▶ _SUPPLIED MATERIAL_
================================
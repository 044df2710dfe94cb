//! Lucent View
//!
//! The host-facing layer of the glass pipeline. A view that wants glass owns
//! an [`EffectSurface`], forwards its lifecycle (attach, detach, layout,
//! frame ticks) to it, and the surface drives capture and compositing.
//!
//! - [`EffectSurface`]: lifecycle, layout and frame pacing around a capturer
//!   and a renderer
//! - [`GlassKnob`]: the knob control, with activation cross-fade and drag squeeze
//! - [`BackdropProvider`]: optional zero-copy source of backdrop textures
//! - [`logging`]: `tracing-subscriber` setup for hosts and demos
//!
//! # Example
//!
//! ```ignore
//! use lucent_view::{logging, EffectSurface};
//!
//! logging::init();
//! let mut glass = EffectSurface::with_gpu(&gpu, source, surface, host, &settings);
//! glass.attach();
//! glass.layout(bounds);
//! glass.start_rendering();
//!
//! // from the host's per-frame callback
//! glass.on_frame(Instant::now());
//! ```

pub mod controller;
pub mod knob;
pub mod logging;
pub mod provider;

pub use controller::{EffectSurface, WgpuEffectSurface};
pub use knob::{
    squeeze_for_velocity, GlassKnob, KnobPose, ACTIVATION_DURATION, ACTIVE_SCALE, MAX_SQUEEZE,
};
pub use provider::{BackdropProvider, CachingProvider, TextureCache};

pub use lucent_core::{
    CaptureSettings, CaptureSource, CompositorHost, EffectConfiguration, LayerChange, LayerRole,
    Rect, SurfaceState,
};
pub use lucent_gpu::{FrameOutcome, SkipReason};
================================
▶ _WHAT THIS TASK INVOLVES_
Give all the records above again, wording unchanged.

▶ _RESULT_
repository 044df2710dfe94cb
//! Lucent View
//!
//! The host-facing layer of the glass pipeline. A view that wants glass owns
//! an [`EffectSurface`], forwards its lifecycle (attach, detach, layout,
//! frame ticks) to it, and the surface drives capture and compositing.
//!
//! - [`EffectSurface`]: lifecycle, layout and frame pacing around a capturer
//!   and a renderer
//! - [`GlassKnob`]: the knob control, with activation cross-fade and drag squeeze
//! - [`BackdropProvider`]: optional zero-copy source of backdrop textures
//! - [`logging`]: `tracing-subscriber` setup for hosts and demos
//!
//! # Example
//!
//! ```ignore
//! use lucent_view::{logging, EffectSurface};
//!
//! logging::init();
//! let mut glass = EffectSurface::with_gpu(&gpu, source, surface, host, &settings);
//! glass.attach();
//! glass.layout(bounds);
//! glass.start_rendering();
//!
//! // from the host's per-frame callback
//! glass.on_frame(Instant::now());
//! ```

pub mod controller;
pub mod knob;
pub mod logging;
pub mod provider;

pub use controller::{EffectSurface, WgpuEffectSurface};
pub use knob::{
    squeeze_for_velocity, GlassKnob, KnobPose, ACTIVATION_DURATION, ACTIVE_SCALE, MAX_SQUEEZE,
};
pub use provider::{BackdropProvider, CachingProvider, TextureCache};

pub use lucent_core::{
    CaptureSettings, CaptureSource, CompositorHost, EffectConfiguration, LayerChange, LayerRole,
    Rect, SurfaceState,
};
pub use lucent_gpu::{FrameOutcome, SkipReason};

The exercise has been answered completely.